The war diaries make for grim reading. Smallpox swept through the camp whilst Joseph was out there, and the conditions sound a far cry from deepest darkest dearest Wiltshire. As a mere private, of course, there was little hope of finding him mentioned by name, but the war diaries are an unparalleled source for scene setting.
Joseph was at least among familiar faces. Or at least one familiar face. His brother in law, the husband of his little sister Rhoda, Alfred Edwin Tilley was also serving with the 5th though he had begun his service almost a year exactly before Joseph. Despite the gap in service, both men were killed in action on the same day, 5 April 1916. Without Joseph’s attestation papers or service record I cannot tell how long he was in training prior to his deployment. 280 men were killed the day that Joseph died, with 29 men lost from the Wiltshires in total.
Alice’s oldest brother Samuel also had a history with the Wiltshire Regt. His service number suggests that he had signed up in 1906, and is firmly ensconced with the regiment by the time of the 1911 census. A Lance Corporal, he survived the war, returning home to his wife, and his sister. His medal card shows he was awarded the Victory and British Medals, the 1914 Star and Clasps, and the Silver War Badge. Alfred received all of the above, except the SWB, and Joseph received the same but was awarded the 1915 Star as his service was later. Alfred is commemorated on the war memorial in All Cannings. Joseph, strangely, is not, nor does he appear on the memorial in Bishops Cannings. I wonder what the why of this is, exactly and if any Wiltshire readers can advise, I would be grateful for any input.
Joseph and Alfred’s deaths are commemorated in Iraq with another 40680 men, on the Basra memorial. The memorial has survived recent warfare in Iraq, as far as the CWGC can tell, but additional provision has been made for commemoration at their HQ in Maidenhead until such time as the CWGC can access the memorial again.
By the time of his death, Joseph and Alice had had a further three children after those listed in the 1911 census. Two sons and four daughters. Joseph’s youngest daughter Gwendoline’s birth was registered in the spring of 1915 and she can barely have been six months old when her father left England. Upon his death, Alice found herself aged just 28, a widow with six children under the age of eight. At some stage she took the children up to London, for the family consider their roots in part in South London. It can’t have been an easy move to make, leaving all that was familiar behind to move to a strange city so unlike the village she came from. At this point, it would be rather useful to have the 1921 Census to hand, but that will have to wait for a few more years before it yields its treasures of information. Sadly, Gwendoline died as a little girl, but the others grew up and lived long lives.
I was interested to note that Joseph was mentioned on Gwendoline’s death certificate, even though it was almost exactly six years since he had died.
The Green name lives on, though no longer in Wiltshire. Alice, so far as I can tell, never remarried and died in the 1970s in her home county.

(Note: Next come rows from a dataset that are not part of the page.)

//! 파일 하나에 대한 비동기 `tail -f` reader
//!
//! reader가 파일 핸들을 소유합니다. EOF에서는 폴링 간격만큼 대기한 뒤
//! 파일 크기를 확인하며, 크기가 현재 오프셋보다 작으면 truncate된 것으로
//! 보고 미완성 라인 버퍼를 버린 채 0번 바이트부터 다시 읽습니다.
//! rename에 의한 로테이션은 여기가 아니라 watcher(remove + create)에서
//! 처리합니다.
//!
//! LogLine 채널이 가득 차면 전송이 블록되며 backpressure 때문에 라인을
//! 버리지 않습니다. 취소는 라인 사이, 블록된 전송 중, 대기 중에
//! 확인합니다.

use std::io::{ErrorKind, SeekFrom};
use std::path::{Path, PathBuf};
use std::sync::Arc;
use std::sync::atomic::{AtomicU64, Ordering};
use std::time::Duration;

use bytes::BytesMut;
use tokio::fs::File;
use tokio::io::{AsyncReadExt, AsyncSeekExt};
use tokio::sync::mpsc;
use tokio_util::sync::CancellationToken;
use tracing::{debug, info, warn};

use cidtrack_core::config::DEFAULT_WATCH_INTERVAL;

use super::LogLine;
use crate::config::DEFAULT_MAX_LINE_LENGTH;
use crate::error::TrackerError;
use crate::stats::TrackerStats;

const READ_CHUNK: usize = 8 * 1024;

/// 열린 파일의 device와 inode. 경로의 식별자가 reader의 것과 다르면
/// 파일이 교체된 것입니다.
#[derive(Debug, Clone, Copy, PartialEq, Eq, Hash)]
pub struct FileId {
    dev: u64,
    ino: u64,
}

impl FileId {
    #[cfg(unix)]
    pub fn of(meta: &std::fs::Metadata) -> Option<Self> {
        use std::os::unix::fs::MetadataExt;
        Some(Self {
            dev: meta.dev(),
            ino: meta.ino(),
        })
    }

    #[cfg(not(unix))]
    pub fn of(_meta: &std::fs::Metadata) -> Option<Self> {
        None
    }
}

/// 새 reader의 시작 위치
#[derive(Debug, Clone, Copy, PartialEq, Eq)]
pub enum StartPosition {
    Beginning,
    /// 현재 파일 끝. 기존 내용은 건너뜀
    End,
    Offset(u64),
}

pub struct TailReader {
    path: PathBuf,
    file: File,
    file_id: Option<FileId>,
    position: u64,
    offset: Arc<AtomicU64>,
    poll_interval: Duration,
    max_line_length: usize,
    tx: mpsc::Sender<LogLine>,
    cancel: CancellationToken,
    stats: Arc<TrackerStats>,
}

impl std::fmt::Debug for TailReader {
    fn fmt(&self, f: &mut std::fmt::Formatter<'_>) -> std::fmt::Result {
        f.debug_struct("TailReader")
            .field("path", &self.path)
            .field("position", &self.position)
            .finish_non_exhaustive()
    }
}

impl TailReader {
    /// `path`를 열고 `start`로 이동합니다.
    ///
    /// 여기서의 실패는 파일 단위입니다. 호출자가 로그를 남기고 경로를 건너뜁니다.
    pub async fn open(
        path: impl AsRef<Path>,
        start: StartPosition,
        tx: mpsc::Sender<LogLine>,
        cancel: CancellationToken,
    ) -> Result<Self, TrackerError> {
        let path = path.as_ref().to_path_buf();
        let open_err = |e: std::io::Error| TrackerError::FileOpen {
            path: path.clone(),
            reason: e.to_string(),
        };

        let mut file = File::open(&path).await.map_err(open_err)?;
        let meta = file.metadata().await.map_err(open_err)?;
        let position = match start {
            StartPosition::Beginning => 0,
            StartPosition::End => meta.len(),
            StartPosition::Offset(n) => n,
        };
        file.seek(SeekFrom::Start(position)).await.map_err(open_err)?;

        Ok(Self {
            path,
            file,
            file_id: FileId::of(&meta),
            position,
            offset: Arc::new(AtomicU64::new(position)),
            poll_interval: DEFAULT_WATCH_INTERVAL,
            max_line_length: DEFAULT_MAX_LINE_LENGTH,
            tx,
            cancel,
            stats: Arc::new(TrackerStats::new()),
        })
    }

    pub fn poll_interval(mut self, interval: Duration) -> Self {
        self.poll_interval = interval;
        self
    }

    pub fn max_line_length(mut self, len: usize) -> Self {
        self.max_line_length = len;
        self
    }

    pub fn stats(mut self, stats: Arc<TrackerStats>) -> Self {
        self.stats = stats;
        self
    }

    pub fn path(&self) -> &Path {
        &self.path
    }

    pub fn file_id(&self) -> Option<FileId> {
        self.file_id
    }

    /// 다음에 읽을 바이트 오프셋의 공유 뷰
    pub fn offset_handle(&self) -> Arc<AtomicU64> {
        Arc::clone(&self.offset)
    }

    /// 취소되거나, LogLine 채널이 닫히거나, 복구 불가능한 읽기 에러가 날
    /// 때까지 읽습니다.
    pub async fn run(mut self) -> Result<(), TrackerError> {
        let mut chunk = vec![0u8; READ_CHUNK];
        let mut pending = BytesMut::with_capacity(READ_CHUNK);
        let mut pending_start = self.position;

        debug!(path = %self.path.display(), offset = self.position, "tail started");

        loop {
            if self.cancel.is_cancelled() {
                break;
            }

            match self.file.metadata().await {
                Ok(meta) if meta.len() < self.position => {
                    info!(
                        path = %self.path.display(),
                        size = meta.len(),
                        offset = self.position,
                        "file truncated, restarting at 0"
                    );
                    self.file
                        .seek(SeekFrom::Start(0))
                        .await
                        .map_err(|e| self.read_error(e))?;
                    self.set_position(0);
                    pending.clear();
                    pending_start = 0;
                }
                Ok(_) => {}
                Err(e) => {
                    warn!(path = %self.path.display(), error = %e, "stat failed");
                    self.stats.record_error();
                }
            }

            loop {
                match self.file.read(&mut chunk).await {
                    Ok(0) => break,
                    Ok(n) => {
                        self.set_position(self.position + n as u64);
                        pending.extend_from_slice(&chunk[..n]);
                        if !self.emit_lines(&mut pending, &mut pending_start).await {
                            debug!(path = %self.path.display(), "tail stopped");
                            return Ok(());
                        }
                    }
                    Err(e) if is_transient(&e) => {
                        warn!(path = %self.path.display(), error = %e, "read failed, retrying");
                        self.stats.record_error();
                        break;
                    }
                    Err(e) => {
                        self.stats.record_error();
                        return Err(self.read_error(e));
                    }
                }
            }

            tokio::select! {
                _ = self.cancel.cancelled() => break,
                _ = tokio::time::sleep(self.poll_interval) => {}
            }
        }

        debug!(path = %self.path.display(), "tail stopped");
        Ok(())
    }

    /// `pending`의 완성된 라인을 모두 보냅니다. reader가 멈춰야 하면
    /// false를 반환합니다.
    async fn emit_lines(&self, pending: &mut BytesMut, pending_start: &mut u64) -> bool {
        while let Some(pos) = pending.iter().position(|&b| b == b'\n') {
            let raw = pending.split_to(pos + 1);
            let start = *pending_start;
            *pending_start += raw.len() as u64;

            let mut content = &raw[..pos];
            if let Some(stripped) = content.strip_suffix(b"\r") {
                content = stripped;
            }

            let line = LogLine::new(&self.path, start, String::from_utf8_lossy(content));
            if !self.send(line).await {
                return false;
            }
            if self.cancel.is_cancelled() {
                return false;
            }
        }

        if pending.len() > self.max_line_length {
            warn!(
                path = %self.path.display(),
                len = pending.len(),
                "line exceeds max length, emitting without terminator"
            );
            let raw = pending.split();
            let start = *pending_start;
            *pending_start += raw.len() as u64;
            let line = LogLine::new(&self.path, start, String::from_utf8_lossy(&raw));
            return self.send(line).await;
        }

        true
    }

    async fn send(&self, line: LogLine) -> bool {
        tokio::select! {
            biased;
            res = self.tx.send(line) => res.is_ok(),
            _ = self.cancel.cancelled() => false,
        }
    }

    fn set_position(&mut self, position: u64) {
        self.position = position;
        self.offset.store(position, Ordering::Release);
    }

    fn read_error(&self, e: std::io::Error) -> TrackerError {
        TrackerError::Read {
            path: self.path.clone(),
            reason: e.to_string(),
        }
    }
}

fn is_transient(e: &std::io::Error) -> bool {
    matches!(
        e.kind(),
        ErrorKind::Interrupted | ErrorKind::WouldBlock | ErrorKind::TimedOut
    )
}
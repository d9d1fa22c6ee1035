//! `watch`: keep a monitor running and reprint the filtered view on change.

use std::sync::Arc;

use chrono::Utc;
use serde_json::json;
use tracing::info;

use callwatch_core::{CallSnapshot, FeedConfig, Monitor, SyncState};

use crate::cli::{GlobalOpts, OutputFormat, WatchArgs};
use crate::error::CliError;
use crate::output::{self, CallRow};

use super::util;

/// What the last printed frame showed.
struct FrameKey {
    visible: CallSnapshot,
    sync: SyncState,
    selected: Option<String>,
}

impl FrameKey {
    fn capture(monitor: &Monitor) -> Self {
        Self {
            visible: monitor.filtered_calls(),
            sync: monitor.sync_state().borrow().clone(),
            selected: monitor.state().selected_call.clone(),
        }
    }
}

impl PartialEq for FrameKey {
    fn eq(&self, other: &Self) -> bool {
        Arc::ptr_eq(&self.visible, &other.visible)
            && self.sync == other.sync
            && self.selected == other.selected
    }
}

pub async fn handle(
    mut feed: FeedConfig,
    args: WatchArgs,
    global: &GlobalOpts,
) -> Result<(), CliError> {
    if args.no_stream {
        feed.stream_enabled = false;
    }
    let patch = util::filter_patch(&args.filters, Utc::now())?;
    let color = output::should_color(global.color);

    info!(backend = %feed.backend_url, stream = feed.stream_enabled, "watching");
    let monitor = Monitor::connect(feed)?;
    monitor.update_filters(patch).await?;
    if let Some(id) = args.select {
        monitor.select_call_id(id).await?;
    }

    let mut state = monitor.subscribe_state();
    let mut sync = monitor.sync_state();
    let ctrl_c = tokio::signal::ctrl_c();
    tokio::pin!(ctrl_c);

    let mut last: Option<FrameKey> = None;
    let result = loop {
        if !monitor.loading() {
            let key = FrameKey::capture(&monitor);
            if last.as_ref() != Some(&key) {
                if let Err(err) = render(&monitor, &key, global, color) {
                    break Err(err);
                }
                last = Some(key);
            }
        }

        tokio::select! {
            _ = &mut ctrl_c => break Ok(()),
            res = state.changed() => {
                if res.is_err() {
                    break Ok(());
                }
            }
            res = sync.changed() => {
                if res.is_err() {
                    break Ok(());
                }
            }
        }
    };

    info!("stopping");
    monitor.shutdown().await;
    result
}

fn render(
    monitor: &Monitor,
    frame: &FrameKey,
    global: &GlobalOpts,
    color: bool,
) -> Result<(), CliError> {
    let out = match global.output {
        OutputFormat::Table => render_table(monitor, frame, color)?,
        OutputFormat::Json => serde_json::to_string_pretty(&frame_json(monitor, frame))?,
        OutputFormat::JsonCompact => serde_json::to_string(&frame_json(monitor, frame))?,
        OutputFormat::Plain => output::render_list(
            OutputFormat::Plain,
            &frame.visible,
            |c| CallRow::from(&**c),
            |c| c.id.clone(),
        )?,
    };
    output::print_output(&out, global.quiet);
    Ok(())
}

fn render_table(monitor: &Monitor, frame: &FrameKey, color: bool) -> Result<String, CliError> {
    use std::fmt::Write;

    let updated = frame.sync.last_update.map_or_else(
        || "never".to_owned(),
        |at| at.format("%H:%M:%S").to_string(),
    );
    let mut out = format!(
        "── {updated} · {} · {} of {} calls · {} ──\n",
        output::status_line(&frame.sync, color),
        frame.visible.len(),
        monitor.calls().len(),
        monitor.filter_summary(),
    );
    out.push_str(&output::render_list(
        OutputFormat::Table,
        &frame.visible,
        |c| CallRow::from(&**c),
        |c| c.id.clone(),
    )?);

    if let Some(ref id) = frame.selected {
        match monitor.selected_call() {
            Some(call) => {
                let _ = write!(out, "\n\nSelected\n{}", output::call_detail(&call, color));
            }
            None => {
                let _ = write!(out, "\n\nSelected {id} (no longer present)");
            }
        }
    }
    Ok(out)
}

fn frame_json(monitor: &Monitor, frame: &FrameKey) -> serde_json::Value {
    json!({
        "status": frame.sync,
        "total": monitor.calls().len(),
        "filters": monitor.filter_summary(),
        "selected": frame.selected,
        "calls": frame.visible,
    })
}
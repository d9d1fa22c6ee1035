//! Clap derive structures for the `callwatch` CLI.
//!
//! Defines the command tree, global flags, and shared argument groups.

use clap::{Args, Parser, Subcommand, ValueEnum};

// ── Top-Level CLI ────────────────────────────────────────────────────

/// callwatch -- live view of incoming emergency calls
#[derive(Debug, Parser)]
#[command(
    name = "callwatch",
    version,
    about = "Monitor emergency calls from the command line",
    long_about = "Lists, filters and live-follows the calls recorded by the emergency-call \
        backend.\n\n\
        `watch` keeps a push stream open and falls back to periodic polling \
        while the stream is unavailable.",
    propagate_version = true,
    subcommand_required = true,
    arg_required_else_help = true
)]
pub struct Cli {
    #[command(flatten)]
    pub global: GlobalOpts,

    #[command(subcommand)]
    pub command: Command,
}

// ── Global Options ───────────────────────────────────────────────────

#[derive(Debug, Args)]
pub struct GlobalOpts {
    /// Backend profile to use
    #[arg(long, short = 'p', env = "CALLWATCH_PROFILE", global = true)]
    pub profile: Option<String>,

    /// Backend URL (overrides profile)
    #[arg(long, short = 'b', env = "CALLWATCH_BACKEND", global = true)]
    pub backend: Option<String>,

    /// Output format
    #[arg(
        long,
        short = 'o',
        env = "CALLWATCH_OUTPUT",
        default_value = "table",
        global = true
    )]
    pub output: OutputFormat,

    /// When to use color output
    #[arg(long, default_value = "auto", global = true)]
    pub color: ColorMode,

    /// Increase verbosity (-v, -vv, -vvv)
    #[arg(long, short = 'v', action = clap::ArgAction::Count, global = true)]
    pub verbose: u8,

    /// Suppress non-error output
    #[arg(long, short = 'q', global = true)]
    pub quiet: bool,

    /// Request timeout in seconds (overrides profile)
    #[arg(long, env = "CALLWATCH_TIMEOUT", global = true)]
    pub timeout: Option<u64>,
}

// ── Output & Color Enums ─────────────────────────────────────────────

#[derive(Debug, Clone, Copy, PartialEq, Eq, ValueEnum)]
pub enum OutputFormat {
    /// Pretty table (default, interactive)
    Table,
    /// Pretty-printed JSON
    Json,
    /// Compact single-line JSON
    JsonCompact,
    /// Plain text, one id per line (scripting)
    Plain,
}

#[derive(Debug, Clone, Copy, ValueEnum)]
pub enum ColorMode {
    /// Auto-detect (color if terminal is interactive)
    Auto,
    /// Always emit color codes
    Always,
    /// Never emit color codes
    Never,
}

#[derive(Debug, Clone, Copy, PartialEq, Eq, ValueEnum)]
pub enum UrgencyArg {
    Low,
    Medium,
    High,
    Critical,
}

// ── Top-Level Command Enum ───────────────────────────────────────────

#[derive(Debug, Subcommand)]
pub enum Command {
    /// Fetch the current calls once and print the filtered set
    #[command(alias = "ls")]
    List(FilterArgs),

    /// Follow calls live until interrupted
    #[command(alias = "w")]
    Watch(WatchArgs),

    /// Record a new call
    Report(ReportArgs),

    /// Check backend health
    Health,

    /// Inspect CLI configuration and profiles
    Config(ConfigArgs),

    /// Generate shell completions
    Completions(CompletionsArgs),
}

// ── Shared Filter Arguments ──────────────────────────────────────────

/// Filter criteria shared by `list` and `watch`. All criteria AND together.
#[derive(Debug, Default, Args)]
pub struct FilterArgs {
    /// Only these urgency levels (comma-separated)
    #[arg(long, short = 'u', value_delimiter = ',')]
    pub urgency: Vec<UrgencyArg>,

    /// Match any of these whitespace-separated terms in the description
    #[arg(long, short = 's')]
    pub search: Option<String>,

    /// Earliest call time: RFC 3339, YYYY-MM-DD, or a duration ago ("2h")
    #[arg(long)]
    pub since: Option<String>,

    /// Latest call time: RFC 3339, YYYY-MM-DD, or a duration ago ("30m")
    #[arg(long)]
    pub until: Option<String>,
}

#[derive(Debug, Args)]
pub struct WatchArgs {
    #[command(flatten)]
    pub filters: FilterArgs,

    /// Highlight this call id while watching
    #[arg(long)]
    pub select: Option<String>,

    /// Disable the push stream and poll only
    #[arg(long)]
    pub no_stream: bool,
}

#[derive(Debug, Args)]
pub struct ReportArgs {
    /// Latitude in degrees (-90 to 90)
    #[arg(long, allow_negative_numbers = true)]
    pub lat: f64,

    /// Longitude in degrees (-180 to 180)
    #[arg(long, allow_negative_numbers = true)]
    pub lon: f64,

    /// Severity 1 (low) to 4 (critical)
    #[arg(long, default_value = "2", value_parser = clap::value_parser!(i64).range(1..=4))]
    pub severity: i64,

    /// What the caller reported
    #[arg(long, short = 'd')]
    pub description: String,
}

// ── Config ───────────────────────────────────────────────────────────

#[derive(Debug, Args)]
pub struct ConfigArgs {
    #[command(subcommand)]
    pub command: ConfigCommand,
}

#[derive(Debug, Subcommand)]
pub enum ConfigCommand {
    /// Print the config file location
    Path,

    /// Display the resolved configuration
    Show,
}

#[derive(Debug, Args)]
pub struct CompletionsArgs {
    /// Shell to generate completions for
    pub shell: clap_complete::Shell,
}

This isn’t the most satisfactory of summaries. No service records, no letters, no photographs, just the fragments of a family history gleaned from the official records. A brief skim through the Devizes newspapers revealed no mention of either of these two men though I suspect that to be my looking in the wrong place rather than there actually being no mention. I hope to be able to update this entry a little further down the line. Writing this did remind me though that there is an awful lot of focus on the men who served, and to my mind somewhat less on the people left behind when we talk about commemoration. Those who kept industry running and raised families, whilst no doubt hoping and praying for five years that their loved ones would be returned to them safely. We know that not all of them were so lucky, Alice amongst them.